We have before us defendant’s application for pretrial relief which is an application to quash the indictment.
The facts are somewhat bizarre and demonstrate how conscientious public officials seeking to do what is right, including correcting their own mistakes, may effect manifest injustice and force an ordinary citizen through an oppressive ordeal.
On April 27, 1972, a State police officer filed a criminal complaint against defendant charging him with an April 13, 1972, violation of section 301 of The Vehicle Code of April 29, 1959, P. L. 58, 75 PS §301, possession or operation of a vehicle with defaced number.
The district magistrate erroneously treated the charge as a summary offense. (It is graded a misdemeanor under The Vehicle Code.) By summons, the magistrate advised defendant that he could appear and defend or pay a fine of $200 and costs. Defendant elected to pay the required $205 and the same was receipted for by the magistrate on May 10,1972. (The act provides for a fine of $200, or a sentence of not more than three years or both fine and imprisonment.)

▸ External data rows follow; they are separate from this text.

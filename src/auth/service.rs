//! Session lifecycle service.
//!
//! `AuthService` ties the pieces together: it drives the [`ApiClient`]
//! for register/login, publishes the result to the [`SessionStore`],
//! persists it through [`SessionStorage`], and arms a one-shot timer
//! that logs the user out when the access token expires.
//!
//! Exactly one expiry timer is live at a time: arming a new one (e.g. a
//! re-login before the old token ran out) cancels the previous timer.

use std::sync::{Arc, Mutex};
use std::time::Duration;

use anyhow::{Context, Result};
use chrono::Utc;
use tokio::task::JoinHandle;
use tracing::{debug, info, warn};

use crate::api::ApiClient;
use crate::models::{AccessData, LoginRequest, RegisterRequest};

use super::storage::SessionStorage;
use super::store::SessionStore;
use super::token;

/// Route the host application should navigate to after logout.
pub const LOGIN_ROUTE: &str = "/auth/login";

type LogoutHook = Arc<dyn Fn(&str) + Send + Sync>;

struct ServiceInner {
    client: ApiClient,
    store: SessionStore,
    storage: SessionStorage,
    expiry_timer: Mutex<Option<JoinHandle<()>>>,
    on_logout: Mutex<Option<LogoutHook>>,
}

/// Session lifecycle service.
/// Clone is cheap - the state is shared behind an Arc, so the expiry
/// task and the host UI can hold the same service.
#[derive(Clone)]
pub struct AuthService {
    inner: Arc<ServiceInner>,
}

impl AuthService {
    pub fn new(client: ApiClient, storage: SessionStorage) -> Self {
        Self {
            inner: Arc::new(ServiceInner {
                client,
                store: SessionStore::new(),
                storage,
                expiry_timer: Mutex::new(None),
                on_logout: Mutex::new(None),
            }),
        }
    }

    /// The observable session state. Subscribe here for login/logout
    /// notifications.
    pub fn store(&self) -> &SessionStore {
        &self.inner.store
    }

    /// True iff a user is currently logged in.
    pub fn is_authenticated(&self) -> bool {
        self.inner.store.is_authenticated()
    }

    /// Register a hook invoked after logout with the route to navigate
    /// to. Replaces any previously registered hook.
    pub fn on_logout<F>(&self, hook: F)
    where
        F: Fn(&str) + Send + Sync + 'static,
    {
        *self
            .inner
            .on_logout
            .lock()
            .expect("logout hook lock poisoned") = Some(Arc::new(hook));
    }

    /// Create a new account. No session side effects; callers log in
    /// separately (or the host auto-fills the login form).
    pub async fn register(&self, request: &RegisterRequest) -> Result<AccessData> {
        self.inner.client.register(request).await
    }

    /// Log in and establish the session: the result is published to the
    /// session store, persisted to disk, and the expiry timer is armed
    /// before the access data is returned to the caller.
    pub async fn login(&self, request: &LoginRequest) -> Result<AccessData> {
        let data = self.inner.client.login(request).await?;

        self.inner.store.publish(Some(data.clone()));
        self.inner
            .storage
            .save(&data)
            .context("Failed to persist session")?;
        self.schedule_expiry(&data.access_token)?;

        info!(email = %data.user.email, "logged in");
        Ok(data)
    }

    /// Restore a persisted session on startup. Must run inside the
    /// Tokio runtime (the expiry timer is a spawned task).
    ///
    /// Returns `true` if a valid session was found and published. An
    /// absent entry leaves the state anonymous; an expired or
    /// undecodable entry is discarded from disk.
    pub fn restore(&self) -> Result<bool> {
        let Some(data) = self.inner.storage.load()? else {
            return Ok(false);
        };

        match token::is_expired(&data.access_token) {
            Ok(false) => {}
            Ok(true) => {
                debug!("stored session has expired, discarding");
                self.inner.storage.clear()?;
                return Ok(false);
            }
            Err(e) => {
                warn!(error = %e, "stored access token is undecodable, discarding");
                self.inner.storage.clear()?;
                return Ok(false);
            }
        }

        self.inner.store.publish(Some(data.clone()));
        self.schedule_expiry(&data.access_token)?;
        info!(email = %data.user.email, "session restored");
        Ok(true)
    }

    /// Arm the automatic-logout timer for the token's `exp` instant,
    /// cancelling any previously armed timer. A token that is already
    /// expired logs out immediately.
    pub fn schedule_expiry(&self, access_token: &str) -> Result<()> {
        let expires_at = token::expires_at(access_token)
            .context("Failed to decode access token expiry")?;
        let delay_ms = (expires_at - Utc::now()).num_milliseconds();

        if delay_ms <= 0 {
            debug!("access token already expired");
            return self.logout();
        }

        debug!(delay_ms, "arming session expiry timer");
        let service = self.clone();
        let handle = tokio::spawn(async move {
            tokio::time::sleep(Duration::from_millis(delay_ms as u64)).await;
            info!("access token expired");
            if let Err(e) = service.logout() {
                warn!(error = %e, "automatic logout failed");
            }
        });

        let previous = self
            .inner
            .expiry_timer
            .lock()
            .expect("expiry timer lock poisoned")
            .replace(handle);
        if let Some(previous) = previous {
            previous.abort();
        }
        Ok(())
    }

    /// Log out: cancel the expiry timer, publish the anonymous state,
    /// erase the persisted session, and tell the host to navigate to
    /// the login route. Idempotent.
    pub fn logout(&self) -> Result<()> {
        // When invoked from the expiry task this aborts the task's own
        // handle; the abort only lands at an await point and everything
        // below is synchronous, so logout still completes.
        let timer = self
            .inner
            .expiry_timer
            .lock()
            .expect("expiry timer lock poisoned")
            .take();
        if let Some(timer) = timer {
            timer.abort();
        }

        self.inner.store.publish(None);
        self.inner.storage.clear()?;

        // Clone the hook out of the lock so it may re-enter the service
        let hook = self
            .inner
            .on_logout
            .lock()
            .expect("logout hook lock poisoned")
            .clone();
        if let Some(hook) = hook {
            hook(LOGIN_ROUTE);
        }

        info!("logged out");
        Ok(())
    }
}
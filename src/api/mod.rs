//! REST API client module for the Melodica backend.
//!
//! This module provides the `ApiClient` for the two authentication
//! endpoints (`/register` and `/login`) and the error type carrying the
//! raw server-provided rejection reason.
//!
//! The API returns a JWT bearer token on successful login; session
//! persistence and expiry handling live in [`crate::auth`].

pub mod client;
pub mod error;

pub use client::ApiClient;
pub use error::{user_message, ApiError};
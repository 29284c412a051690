//! Core client library for Melodica, a music-streaming application.
//!
//! This crate provides the authentication and session layer used by the
//! Melodica front-ends: an API client for the register/login endpoints,
//! an observable session store, and a lifecycle service that persists
//! sessions across restarts and logs out automatically when the access
//! token expires.
//!
//! UI rendering and route definitions live in the host application; this
//! crate only exposes the hooks they need (the [`SessionStore`] observers
//! and the [`AuthService`] logout hook).

pub mod api;
pub mod auth;
pub mod config;
pub mod models;

pub use api::{ApiClient, ApiError};
pub use auth::{AuthService, SessionStorage, SessionStore, SubscriptionId};
pub use config::Config;
pub use models::{AccessData, LoginRequest, RegisterRequest, User};
//! API client for the Melodica authentication endpoints.
//!
//! This module provides the `ApiClient` struct wrapping the two network
//! operations the auth layer needs: `POST /register` and `POST /login`.
//! Both return [`AccessData`] on success; on a non-success status the
//! raw server-provided reason string is surfaced in the error so the
//! caller can map it to a user-facing message.

use std::time::Duration;

use anyhow::Result;
use reqwest::Client;
use serde::Serialize;
use tracing::debug;

use crate::models::{AccessData, LoginRequest, RegisterRequest};

use super::ApiError;

/// HTTP request timeout in seconds.
/// 30s allows for slow API responses while failing fast enough for good UX.
const REQUEST_TIMEOUT_SECS: u64 = 30;

/// API client for the Melodica backend.
/// Clone is cheap - reqwest::Client uses Arc internally for connection pooling.
#[derive(Clone)]
pub struct ApiClient {
    client: Client,
    base_url: String,
}

impl ApiClient {
    /// Create a new API client against the given base URL.
    pub fn new(base_url: impl Into<String>) -> Result<Self> {
        let client = Client::builder()
            .timeout(Duration::from_secs(REQUEST_TIMEOUT_SECS))
            .build()?;

        Ok(Self {
            client,
            base_url: base_url.into(),
        })
    }

    /// Register a new account. Pure network call, no session side effects.
    pub async fn register(&self, request: &RegisterRequest) -> Result<AccessData> {
        debug!(email = %request.email, "registering new account");
        self.post_auth("/register", request, ApiError::Registration)
            .await
            .map_err(Into::into)
    }

    /// Log in with email and password. Pure network call; persistence and
    /// expiry scheduling are handled by `AuthService::login`.
    pub async fn login(&self, request: &LoginRequest) -> Result<AccessData> {
        debug!(email = %request.email, "logging in");
        self.post_auth("/login", request, ApiError::Authentication)
            .await
            .map_err(Into::into)
    }

    async fn post_auth<B: Serialize>(
        &self,
        path: &str,
        body: &B,
        rejection: impl FnOnce(String) -> ApiError,
    ) -> Result<AccessData, ApiError> {
        let url = format!("{}{}", self.base_url, path);

        let response = self.client.post(&url).json(body).send().await?;

        if !response.status().is_success() {
            let body = response.text().await.unwrap_or_default();
            return Err(rejection(extract_reason(&body)));
        }

        let data: AccessData = response
            .json()
            .await
            .map_err(|e| ApiError::InvalidResponse(e.to_string()))?;
        Ok(data)
    }
}

/// Pull the rejection reason out of an error body.
///
/// The backend reports failures as a bare JSON-encoded string
/// (e.g. `"Email already exists"`); fall back to the raw text if the
/// body isn't valid JSON.
fn extract_reason(body: &str) -> String {
    serde_json::from_str::<String>(body).unwrap_or_else(|_| body.trim().to_string())
}
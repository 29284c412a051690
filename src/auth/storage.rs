//! On-disk persistence for the current session.
//!
//! The browser build of Melodica kept the session under a single
//! localStorage key; here it is a single JSON file in the cache
//! directory, written on login and removed on logout.

use std::path::PathBuf;

use anyhow::{Context, Result};

use crate::models::AccessData;

/// Session file name in the cache directory
const ACCESS_DATA_FILE: &str = "accessData.json";

pub struct SessionStorage {
    cache_dir: PathBuf,
}

impl SessionStorage {
    pub fn new(cache_dir: PathBuf) -> Self {
        Self { cache_dir }
    }

    /// Write the access data to disk, overwriting any prior value.
    pub fn save(&self, data: &AccessData) -> Result<()> {
        let path = self.storage_path();
        if let Some(parent) = path.parent() {
            std::fs::create_dir_all(parent)
                .context("Failed to create session storage directory")?;
        }
        let contents = serde_json::to_string_pretty(data)?;
        std::fs::write(&path, contents).context("Failed to write session file")?;
        Ok(())
    }

    /// Read the stored access data, if any. A missing file is `None`;
    /// a corrupt file is an error.
    pub fn load(&self) -> Result<Option<AccessData>> {
        let path = self.storage_path();
        if !path.exists() {
            return Ok(None);
        }
        let contents =
            std::fs::read_to_string(&path).context("Failed to read session file")?;
        let data: AccessData =
            serde_json::from_str(&contents).context("Failed to parse session file")?;
        Ok(Some(data))
    }

    /// Remove the stored access data. Idempotent.
    pub fn clear(&self) -> Result<()> {
        let path = self.storage_path();
        if path.exists() {
            std::fs::remove_file(&path).context("Failed to remove session file")?;
        }
        Ok(())
    }

    /// True iff a session file exists on disk.
    pub fn exists(&self) -> bool {
        self.storage_path().exists()
    }

    fn storage_path(&self) -> PathBuf {
        self.cache_dir.join(ACCESS_DATA_FILE)
    }
}

#[cfg(test)]
mod tests {
    use super::*;
    use crate::models::User;

    fn sample_access_data() -> AccessData {
        AccessData {
            access_token: "a.b.c".to_string(),
            user: User {
                id: 3,
                name: "Grace".to_string(),
                surname: Some("Hopper".to_string()),
                email: "grace@example.com".to_string(),
            },
        }
    }

    #[test]
    fn test_load_missing_file_is_none() {
        let dir = tempfile::tempdir().unwrap();
        let storage = SessionStorage::new(dir.path().to_path_buf());
        assert!(storage.load().unwrap().is_none());
        assert!(!storage.exists());
    }

    #[test]
    fn test_save_load_round_trip() {
        let dir = tempfile::tempdir().unwrap();
        let storage = SessionStorage::new(dir.path().to_path_buf());
        let data = sample_access_data();

        storage.save(&data).unwrap();
        assert!(storage.exists());
        let loaded = storage.load().unwrap().unwrap();
        assert_eq!(loaded, data);
    }

    #[test]
    fn test_save_overwrites_prior_value() {
        let dir = tempfile::tempdir().unwrap();
        let storage = SessionStorage::new(dir.path().to_path_buf());
        let mut data = sample_access_data();
        storage.save(&data).unwrap();

        data.user.name = "Grace Brewster".to_string();
        storage.save(&data).unwrap();
        assert_eq!(storage.load().unwrap().unwrap().user.name, "Grace Brewster");
    }

    #[test]
    fn test_clear_is_idempotent() {
        let dir = tempfile::tempdir().unwrap();
        let storage = SessionStorage::new(dir.path().to_path_buf());
        storage.save(&sample_access_data()).unwrap();

        storage.clear().unwrap();
        assert!(!storage.exists());
        // Clearing again must not error
        storage.clear().unwrap();
    }

    #[test]
    fn test_load_corrupt_file_is_error() {
        let dir = tempfile::tempdir().unwrap();
        let storage = SessionStorage::new(dir.path().to_path_buf());
        std::fs::write(dir.path().join(ACCESS_DATA_FILE), "not json").unwrap();
        assert!(storage.load().is_err());
    }
}
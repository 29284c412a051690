use thiserror::Error;

#[derive(Error, Debug)]
pub enum ApiError {
    #[error("Registration rejected: {0}")]
    Registration(String),

    #[error("Login rejected: {0}")]
    Authentication(String),

    #[error("Network error: {0}")]
    Network(#[from] reqwest::Error),

    #[error("Invalid response: {0}")]
    InvalidResponse(String),
}

impl ApiError {
    /// User-facing message for display in the login/register forms.
    pub fn user_message(&self) -> &'static str {
        match self {
            ApiError::Registration(reason) | ApiError::Authentication(reason) => {
                user_message(reason)
            }
            _ => GENERIC_MESSAGE,
        }
    }
}

/// Fallback for any reason string the server sends that we don't recognize
const GENERIC_MESSAGE: &str = "Errore";

/// Translate a raw server rejection reason into a user-facing message.
///
/// The backend reports validation failures as plain strings; this is the
/// fixed table of the ones we know about, with an explicit fallback.
pub fn user_message(reason: &str) -> &'static str {
    match reason {
        "Email and Password are required" => "Email e password obbligatorie",
        "Email already exists" => "Utente esistente",
        "Email format is invalid" => "Email scritta male",
        "Cannot find user" => "utente inesistente",
        _ => GENERIC_MESSAGE,
    }
}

On February 6, 1973, the magistrate, having discovered the error, advised defendant that a prelimininary hearing must be held. A preliminary arraignment was held on March 1, 1973, and the hearing was concluded on March 14, 1973. Defendant was bound over to the next grand jury and was subsequently indicted on May 8, 1973. The indictment erroneously charged the offense as occurring on April 13, 1973.
*460Throughout all of the foregoing, defendant was not represented by counsel. On May 11, 1973, this court, having determined defendant to be indigent, appointed counsel to represent him.
Within seven days, on May 18, 1973, said counsel filed the instant application, for which diligence counsel is to be commended. A hearing to consider the application was scheduled for June 1, 1973, but no testimony was required since all relevant facts are of record.
Defendant argues that this proceeding violates the fifth amendment “double jeopardy” clause and the sixth amendment right to a “speedy trial.”
We believe that defendant may be right as to both points, and although we need not reach those questions, are constrained to cite the Supreme Court of Pennsylvania in the cases of Commonwealth v. Campana, et al., 452 Pa. 233 (1973). There, the court, quoting from the opinion of Mr. Justice Black in the case of Green v. United States, 355 U.S. 184, 78 S. Ct. 221 (1957), held:
“ ‘ [T] he State with all its resources and power should not be allowed to make repeated attempts to convict an individual for an alleged offense, thereby subjecting him to embarrassment, expense and ordeal and compelling him to live in a continuing state of anxiety and insecurity. . . .’ ” (Italics supplied by Supreme Court of Pennsylvania.)
Be that as it may, we must order the indictment quashed for failure to comply with the Rules of Criminal Procedure. The rules, in this case, would have required that a warrant for arrest be issued, Pa. R. Crim. P. 108; that defendant be arrested and taken before the issuing authority and given preliminary arraignment without unnecessary delay, Rule 116; have a hearing date fixed for not less than 3 nor more than 10 days after arraignment, Rule 119f.
*461Pennsylvania Rule of Criminal Procedure 115 provides as follows:
“If at any time prior to disposition of a case by an issuing authority it appears that a warrant, summons, complaint or citation contains a substantive defect, the defendant shall be discharged, but nothing in this rule shall prevent the filing of a new complaint, and the issuance of process charging another offense in a proper manner.”
For all these reasons, we make the following
ORDER
And now, June 4,1973, it is ordered that defendant’s application to quash the indictment be and it is hereby granted;
And, it is further ordered that due to the unusual circumstances in this case, that defendant be forever discharged as to any alleged violation of The Vehicle Code resulting from the episode of April 13,1972.